FUEL FREEDOM AS ONE OF THE SOLUTIONS
Extracting oil from the ground is dirty, dangerous work. Transporting product from oil fields to storage sites and refineries, across thousands of miles of an aging rail system, can be equally perilous. Often communities have no idea when a flammable cargo is rolling through town, and even when there is a spill, residents sometimes aren’t told right away there’s a danger. In May 2015 the federal government proposed new rules to improve the safety of oil trains, but the rail and oil industries objected to some provisions, owing to the high costs.
The best way to reduce the risk of a catastrophic accident is to reduce oil consumption in the United States. And the fastest way to do that, with our existing fuel distribution network and existing fleet of vehicles, is to allow alternative fuels like ethanol and methanol to compete with gasoline at the pump. Ethanol, for instance, is much less volatile than crude, and dissipates quickly if it’s spilled in rivers or streams, minimizing the risk to wildlife compared with crude spills.
Emissions
THE CHALLENGE
Transportation accounts for about one-fifth of the greenhouse gas (GHG) emissions produced worldwide. In the United States, the proportion is even higher: As power plants increasingly switch to cleaner sources like wind, solar and natural gas, emissions from that sector have fallen sharply, while GHGs (mostly carbon dioxide) from vehicles have dropped more slowly. Transportation has overtaken power generation as the leading source of emissions in the U.S., about one-third.
We can’t address the GHG problem without finding ways to curb emissions from all those cars, trucks and SUVs.
CO2 and other greenhouse gases trap heat within the earth’s atmosphere, elevating global temperatures. On Jan. 18, 2017, two government science agencies — NASA and the National Oceanic and Atmospheric Administration — jointly announced that 2016 was the warmest year for the planet since record-keeping began in 1880. The heat record has fallen three straight years now.
The average temperature on the world’s land and ocean surfaces was 58.69 degrees Fahrenheit, 1.69 degrees above the 20th century average, NOAA said.
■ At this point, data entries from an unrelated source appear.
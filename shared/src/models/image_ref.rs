//! Image Reference Model
//!
//! A stored image reference is one of:
//! - empty (no image)
//! - an absolute URL (`http://`, `https://`)
//! - a data URI (`data:image...`, legacy inline uploads)
//! - a storage-relative path under [`STORAGE_PREFIX`]
//!
//! References are stored as plain strings; the variant is recovered by
//! prefix sniffing so legacy documents keep deserializing. Turning a
//! reference into something renderable happens at read time through
//! [`resolve_asset_url`], never at write time.

use serde::{Deserialize, Serialize};

/// Path prefix for files written by the upload endpoint
pub const STORAGE_PREFIX: &str = "/uploads/";

const HTTP_PREFIX: &str = "http://";
const HTTPS_PREFIX: &str = "https://";
const DATA_IMAGE_PREFIX: &str = "data:image";

/// Kind of an image reference
#[derive(Debug, Clone, Copy, PartialEq, Eq, Serialize, Deserialize)]
#[serde(rename_all = "snake_case")]
pub enum ImageRefKind {
    Empty,
    Absolute,
    DataUri,
    Stored,
    Unrecognized,
}

impl ImageRefKind {
    pub fn as_str(&self) -> &'static str {
        match self {
            ImageRefKind::Empty => "empty",
            ImageRefKind::Absolute => "absolute",
            ImageRefKind::DataUri => "data_uri",
            ImageRefKind::Stored => "stored",
            ImageRefKind::Unrecognized => "unrecognized",
        }
    }
}

impl std::fmt::Display for ImageRefKind {
    fn fmt(&self, f: &mut std::fmt::Formatter<'_>) -> std::fmt::Result {
        write!(f, "{}", self.as_str())
    }
}

/// Image reference held by an image-bearing settings field
///
/// Serialized as a bare string (`""` when empty); `null` deserializes to
/// [`ImageRef::Empty`].
#[derive(Debug, Clone, Default, PartialEq, Eq, Serialize, Deserialize)]
#[serde(from = "Option<String>", into = "String")]
pub enum ImageRef {
    #[default]
    Empty,
    Absolute(String),
    DataUri(String),
    /// Storage-relative path (starts with [`STORAGE_PREFIX`])
    Stored(String),
    /// Non-empty value matching no known shape; resolved like a relative path
    Unrecognized(String),
}

impl ImageRef {
    /// Classify a raw stored value
    ///
    /// Blank values (whitespace only) are `Empty` and serialize back as `""`.
    pub fn classify(raw: &str) -> Self {
        if raw.trim().is_empty() {
            ImageRef::Empty
        } else if raw.starts_with(HTTP_PREFIX) || raw.starts_with(HTTPS_PREFIX) {
            ImageRef::Absolute(raw.to_string())
        } else if raw.starts_with(DATA_IMAGE_PREFIX) {
            ImageRef::DataUri(raw.to_string())
        } else if raw.starts_with(STORAGE_PREFIX) {
            ImageRef::Stored(raw.to_string())
        } else {
            ImageRef::Unrecognized(raw.to_string())
        }
    }

    /// Reference to an uploaded file by name (`/uploads/<name>`)
    pub fn stored(filename: &str) -> Self {
        ImageRef::Stored(format!(
            "{}{}",
            STORAGE_PREFIX,
            filename.trim_start_matches('/')
        ))
    }

    pub fn kind(&self) -> ImageRefKind {
        match self {
            ImageRef::Empty => ImageRefKind::Empty,
            ImageRef::Absolute(_) => ImageRefKind::Absolute,
            ImageRef::DataUri(_) => ImageRefKind::DataUri,
            ImageRef::Stored(_) => ImageRefKind::Stored,
            ImageRef::Unrecognized(_) => ImageRefKind::Unrecognized,
        }
    }

    /// Raw stored value (`""` when empty)
    pub fn as_str(&self) -> &str {
        match self {
            ImageRef::Empty => "",
            ImageRef::Absolute(s)
            | ImageRef::DataUri(s)
            | ImageRef::Stored(s)
            | ImageRef::Unrecognized(s) => s,
        }
    }

    pub fn is_empty(&self) -> bool {
        matches!(self, ImageRef::Empty)
    }

    /// Whether this value may be persisted in a settings document
    pub fn is_storable(&self) -> bool {
        !matches!(self, ImageRef::Unrecognized(_))
    }

    /// Renderable URL for this reference
    pub fn resolve(&self, api_base: &str) -> String {
        match self {
            ImageRef::Empty => String::new(),
            ImageRef::Absolute(s) | ImageRef::DataUri(s) => s.clone(),
            ImageRef::Stored(s) | ImageRef::Unrecognized(s) => join_base(api_base, s),
        }
    }
}

impl From<Option<String>> for ImageRef {
    fn from(value: Option<String>) -> Self {
        value.as_deref().map(ImageRef::classify).unwrap_or_default()
    }
}

impl From<&str> for ImageRef {
    fn from(value: &str) -> Self {
        ImageRef::classify(value)
    }
}

impl From<ImageRef> for String {
    fn from(value: ImageRef) -> Self {
        match value {
            ImageRef::Empty => String::new(),
            ImageRef::Absolute(s)
            | ImageRef::DataUri(s)
            | ImageRef::Stored(s)
            | ImageRef::Unrecognized(s) => s,
        }
    }
}

/// Resolve a stored image reference to a renderable URL
///
/// Empty or missing input yields `""`. Absolute URLs and data URIs pass
/// through unchanged; anything else is treated as a storage-relative path
/// and prefixed with `api_base`.
pub fn resolve_asset_url(reference: Option<&str>, api_base: &str) -> String {
    match reference {
        Some(raw) => ImageRef::classify(raw).resolve(api_base),
        None => String::new(),
    }
}

fn join_base(api_base: &str, path: &str) -> String {
    if api_base.ends_with('/') && path.starts_with('/') {
        format!("{}{}", api_base.trim_end_matches('/'), path)
    } else {
        format!("{}{}", api_base, path)
    }
}

/// Resolver bound to one API base, handed to consumers
#[derive(Debug, Clone, Default, PartialEq, Eq)]
pub struct AssetResolver {
    api_base: String,
}

impl AssetResolver {
    pub fn new(api_base: impl Into<String>) -> Self {
        Self {
            api_base: api_base.into(),
        }
    }

    pub fn api_base(&self) -> &str {
        &self.api_base
    }

    pub fn resolve(&self, image: &ImageRef) -> String {
        image.resolve(&self.api_base)
    }

    pub fn resolve_raw(&self, reference: Option<&str>) -> String {
        resolve_asset_url(reference, &self.api_base)
    }
}

#[cfg(test)]
mod tests {
    use super::*;

    const BASE: &str = "https://api.example.com";

    #[test]
    fn test_resolve_table() {
        let cases: &[(Option<&str>, &str)] = &[
            (Some(""), ""),
            (None, ""),
            (
                Some("https://cdn.example.com/a.png"),
                "https://cdn.example.com/a.png",
            ),
            (Some("http://cdn.example.com/a.png"), "http://cdn.example.com/a.png"),
            (
                Some("data:image/png;base64,AAA"),
                "data:image/png;base64,AAA",
            ),
            (
                Some("/uploads/x.png"),
                "https://api.example.com/uploads/x.png",
            ),
        ];

        for (input, expected) in cases {
            assert_eq!(
                resolve_asset_url(*input, BASE),
                *expected,
                "input: {:?}",
                input
            );
        }
    }

    #[test]
    fn test_resolve_is_stable() {
        let first = resolve_asset_url(Some("/uploads/x.png"), BASE);
        for _ in 0..3 {
            assert_eq!(resolve_asset_url(Some("/uploads/x.png"), BASE), first);
        }
    }

    #[test]
    fn test_resolve_trailing_slash_base() {
        assert_eq!(
            resolve_asset_url(Some("/uploads/x.png"), "https://api.example.com/"),
            "https://api.example.com/uploads/x.png"
        );
        // Relative input without a leading slash is concatenated as-is
        assert_eq!(
            resolve_asset_url(Some("uploads/x.png"), "https://api.example.com/"),
            "https://api.example.com/uploads/x.png"
        );
    }

    #[test]
    fn test_whitespace_is_empty() {
        assert_eq!(resolve_asset_url(Some("   "), BASE), "");
        assert!(ImageRef::classify(" \t").is_empty());

        // Blank is normalized to "" on the way back out, and stays there
        let json = serde_json::to_string(&ImageRef::classify("   ")).unwrap();
        assert_eq!(json, "\"\"");
        let reparsed: ImageRef = serde_json::from_str(&json).unwrap();
        assert_eq!(reparsed, ImageRef::Empty);
    }

    #[test]
    fn test_classify() {
        assert_eq!(ImageRef::classify("").kind(), ImageRefKind::Empty);
        assert_eq!(
            ImageRef::classify("https://x/y.png").kind(),
            ImageRefKind::Absolute
        );
        assert_eq!(
            ImageRef::classify("data:image/jpeg;base64,/9j").kind(),
            ImageRefKind::DataUri
        );
        assert_eq!(
            ImageRef::classify("/uploads/a.jpg").kind(),
            ImageRefKind::Stored
        );
        assert_eq!(
            ImageRef::classify("ftp://x/y.png").kind(),
            ImageRefKind::Unrecognized
        );
        // data: without the image media type is not a data image
        assert_eq!(
            ImageRef::classify("data:text/plain,hi").kind(),
            ImageRefKind::Unrecognized
        );
    }

    #[test]
    fn test_stored_constructor() {
        assert_eq!(ImageRef::stored("a.png").as_str(), "/uploads/a.png");
        assert_eq!(ImageRef::stored("/a.png").as_str(), "/uploads/a.png");
        assert!(ImageRef::stored("a.png").is_storable());
        assert!(!ImageRef::classify("images/a.png").is_storable());
    }

    #[test]
    fn test_serde_as_plain_string() {
        let logo = ImageRef::classify("/uploads/logo.png");
        assert_eq!(
            serde_json::to_string(&logo).unwrap(),
            "\"/uploads/logo.png\""
        );
        assert_eq!(serde_json::to_string(&ImageRef::Empty).unwrap(), "\"\"");

        let parsed: ImageRef = serde_json::from_str("null").unwrap();
        assert_eq!(parsed, ImageRef::Empty);
        let parsed: ImageRef = serde_json::from_str("\"https://cdn/x.png\"").unwrap();
        assert_eq!(parsed, ImageRef::Absolute("https://cdn/x.png".into()));
    }

    #[test]
    fn test_asset_resolver() {
        let resolver = AssetResolver::new(BASE);
        assert_eq!(
            resolver.resolve(&ImageRef::stored("hero.jpg")),
            "https://api.example.com/uploads/hero.jpg"
        );
        assert_eq!(resolver.resolve_raw(None), "");
    }
}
Sixteen of the 17 warmest years on record have occurred since 2001, NASA said.
“2016 is a wake-up call in many ways,” said Jonathan Overpeck, a climate scientist at the University of Arizona. “Climate change is real, it is caused by humans, and it is serious.”
FUEL FREEDOM AS ONE OF THE SOLUTIONS
Our complete dependence on oil as a transportation fuel limits our ability to reduce carbon levels in the atmosphere without severely damaging the economy and our quality of life.
But if we created a truly competitive marketplace in which consumers could choose between gasoline and cheaper, cleaner-burning alternatives like ethanol, methanol, and natural gas, we could quickly replace millions of gallons of gasoline. Since the average American car emits 4.7 metric tons of carbon dioxide each year, the environmental benefits of alternative fuels would add up quickly if those fuels were easily accessible.
In this case, what’s good for the economy would also be good for the planet.